TASK TO CARRY OUT: Each record that follows is to be reproduced verbatim.

DATA:
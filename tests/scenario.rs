use std::collections::HashMap;
use std::sync::Arc;
use std::time::{Duration, Instant};

use tocview::{
    flatten_ids, CollapseStore, HeadingBounds, LinkBounds, Result, SyncConfig, TocEntry, TocPanel,
    TocSync, TocTree, VisibilitySource,
};

struct Page {
    tops: HashMap<String, f32>,
    scroll: f32,
    viewport: f32,
}

impl VisibilitySource for Page {
    fn observe(&mut self, _ids: &[String]) -> Result<()> {
        Ok(())
    }

    fn unobserve(&mut self, _ids: &[String]) {}

    fn heading_bounds(&self, id: &str) -> Option<HeadingBounds> {
        self.tops
            .get(id)
            .map(|top| HeadingBounds::new(top - self.scroll, 32.0))
    }

    fn viewport_height(&self) -> f32 {
        self.viewport
    }
}

#[derive(Default)]
struct Sidebar {
    links: HashMap<String, LinkBounds>,
    scroll_top: f32,
    client_height: f32,
    smooth_scrolls: Vec<f32>,
}

impl TocPanel for Sidebar {
    fn link_bounds(&self, id: &str) -> Option<LinkBounds> {
        self.links.get(id).copied()
    }

    fn scroll_top(&self) -> f32 {
        self.scroll_top
    }

    fn client_height(&self) -> f32 {
        self.client_height
    }

    fn smooth_scroll_to(&mut self, top: f32) {
        self.smooth_scrolls.push(top);
    }
}

fn guide() -> Vec<TocEntry> {
    serde_json::from_str(
        r#"[
            {"id": "intro", "text": "Intro", "depth": 1, "children": []},
            {"id": "setup", "text": "Setup", "depth": 1, "children": [
                {"id": "install", "text": "Install", "depth": 2}
            ]}
        ]"#,
    )
    .unwrap()
}

#[test]
fn scrolling_to_install_activates_it_and_scrolls_panel_once() {
    let entries = guide();
    assert_eq!(flatten_ids(&entries), vec!["intro", "setup", "install"]);
    let tree = TocTree::new(entries).unwrap();

    let mut page = Page {
        tops: HashMap::from([
            ("intro".to_string(), 0.0),
            ("setup".to_string(), 900.0),
            ("install".to_string(), 1700.0),
        ]),
        scroll: 0.0,
        viewport: 800.0,
    };
    let mut sidebar = Sidebar {
        links: HashMap::from([
            ("intro".to_string(), LinkBounds { top: 0.0, height: 24.0 }),
            ("setup".to_string(), LinkBounds { top: 24.0, height: 24.0 }),
            ("install".to_string(), LinkBounds { top: 48.0, height: 24.0 }),
        ]),
        scroll_top: 0.0,
        client_height: 48.0,
        smooth_scrolls: Vec::new(),
    };

    let store = Arc::new(CollapseStore::new(false));
    let mut sync = TocSync::new(&SyncConfig::default(), store.view());
    sync.set_toc(&tree, &mut page);

    let start = Instant::now();
    sync.on_scroll(0.0);
    sync.on_frame(start, &page, &mut sidebar);
    assert_eq!(sync.active_id(), Some("intro"));

    // Install's heading lands inside the top fifth of the viewport.
    page.scroll = 1650.0;
    sync.on_scroll(1650.0);
    let tick = start + Duration::from_millis(16);
    sync.on_frame(tick, &page, &mut sidebar);
    assert_eq!(sync.active_id(), Some("install"));

    for ms in [32, 120, 200, 400] {
        sync.on_frame(start + Duration::from_millis(ms), &page, &mut sidebar);
    }
    assert!(sidebar.smooth_scrolls.len() <= 1);
    assert_eq!(sidebar.smooth_scrolls, vec![36.0]);
    assert_eq!(sync.next_frame_in(start + Duration::from_millis(400)), None);
}

#[test]
fn collapse_store_is_shared_across_independent_lookups() {
    let sidebar_fragment = CollapseStore::shared();
    let toolbar_fragment = CollapseStore::shared();
    assert!(Arc::ptr_eq(&sidebar_fragment, &toolbar_fragment));

    toolbar_fragment.set(true);
    assert!(sidebar_fragment.get());
    sidebar_fragment.set(false);
    assert!(!toolbar_fragment.get());
}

YOUR RESPONSE:
filename tests/scenario.rs
use std::collections::HashMap;
use std::sync::Arc;
use std::time::{Duration, Instant};

use tocview::{
    flatten_ids, CollapseStore, HeadingBounds, LinkBounds, Result, SyncConfig, TocEntry, TocPanel,
    TocSync, TocTree, VisibilitySource,
};

struct Page {
    tops: HashMap<String, f32>,
    scroll: f32,
    viewport: f32,
}

impl VisibilitySource for Page {
    fn observe(&mut self, _ids: &[String]) -> Result<()> {
        Ok(())
    }

    fn unobserve(&mut self, _ids: &[String]) {}

    fn heading_bounds(&self, id: &str) -> Option<HeadingBounds> {
        self.tops
            .get(id)
            .map(|top| HeadingBounds::new(top - self.scroll, 32.0))
    }

    fn viewport_height(&self) -> f32 {
        self.viewport
    }
}

#[derive(Default)]
struct Sidebar {
    links: HashMap<String, LinkBounds>,
    scroll_top: f32,
    client_height: f32,
    smooth_scrolls: Vec<f32>,
}

impl TocPanel for Sidebar {
    fn link_bounds(&self, id: &str) -> Option<LinkBounds> {
        self.links.get(id).copied()
    }

    fn scroll_top(&self) -> f32 {
        self.scroll_top
    }

    fn client_height(&self) -> f32 {
        self.client_height
    }

    fn smooth_scroll_to(&mut self, top: f32) {
        self.smooth_scrolls.push(top);
    }
}

fn guide() -> Vec<TocEntry> {
    serde_json::from_str(
        r#"[
            {"id": "intro", "text": "Intro", "depth": 1, "children": []},
            {"id": "setup", "text": "Setup", "depth": 1, "children": [
                {"id": "install", "text": "Install", "depth": 2}
            ]}
        ]"#,
    )
    .unwrap()
}

#[test]
fn scrolling_to_install_activates_it_and_scrolls_panel_once() {
    let entries = guide();
    assert_eq!(flatten_ids(&entries), vec!["intro", "setup", "install"]);
    let tree = TocTree::new(entries).unwrap();

    let mut page = Page {
        tops: HashMap::from([
            ("intro".to_string(), 0.0),
            ("setup".to_string(), 900.0),
            ("install".to_string(), 1700.0),
        ]),
        scroll: 0.0,
        viewport: 800.0,
    };
    let mut sidebar = Sidebar {
        links: HashMap::from([
            ("intro".to_string(), LinkBounds { top: 0.0, height: 24.0 }),
            ("setup".to_string(), LinkBounds { top: 24.0, height: 24.0 }),
            ("install".to_string(), LinkBounds { top: 48.0, height: 24.0 }),
        ]),
        scroll_top: 0.0,
        client_height: 48.0,
        smooth_scrolls: Vec::new(),
    };

    let store = Arc::new(CollapseStore::new(false));
    let mut sync = TocSync::new(&SyncConfig::default(), store.view());
    sync.set_toc(&tree, &mut page);

    let start = Instant::now();
    sync.on_scroll(0.0);
    sync.on_frame(start, &page, &mut sidebar);
    assert_eq!(sync.active_id(), Some("intro"));

    // Install's heading lands inside the top fifth of the viewport.
    page.scroll = 1650.0;
    sync.on_scroll(1650.0);
    let tick = start + Duration::from_millis(16);
    sync.on_frame(tick, &page, &mut sidebar);
    assert_eq!(sync.active_id(), Some("install"));

    for ms in [32, 120, 200, 400] {
        sync.on_frame(start + Duration::from_millis(ms), &page, &mut sidebar);
    }
    assert!(sidebar.smooth_scrolls.len() <= 1);
    assert_eq!(sidebar.smooth_scrolls, vec![36.0]);
    assert_eq!(sync.next_frame_in(start + Duration::from_millis(400)), None);
}

#[test]
fn collapse_store_is_shared_across_independent_lookups() {
    let sidebar_fragment = CollapseStore::shared();
    let toolbar_fragment = CollapseStore::shared();
    assert!(Arc::ptr_eq(&sidebar_fragment, &toolbar_fragment));

    toolbar_fragment.set(true);
    assert!(sidebar_fragment.get());
    sidebar_fragment.set(false);
    assert!(!toolbar_fragment.get());
}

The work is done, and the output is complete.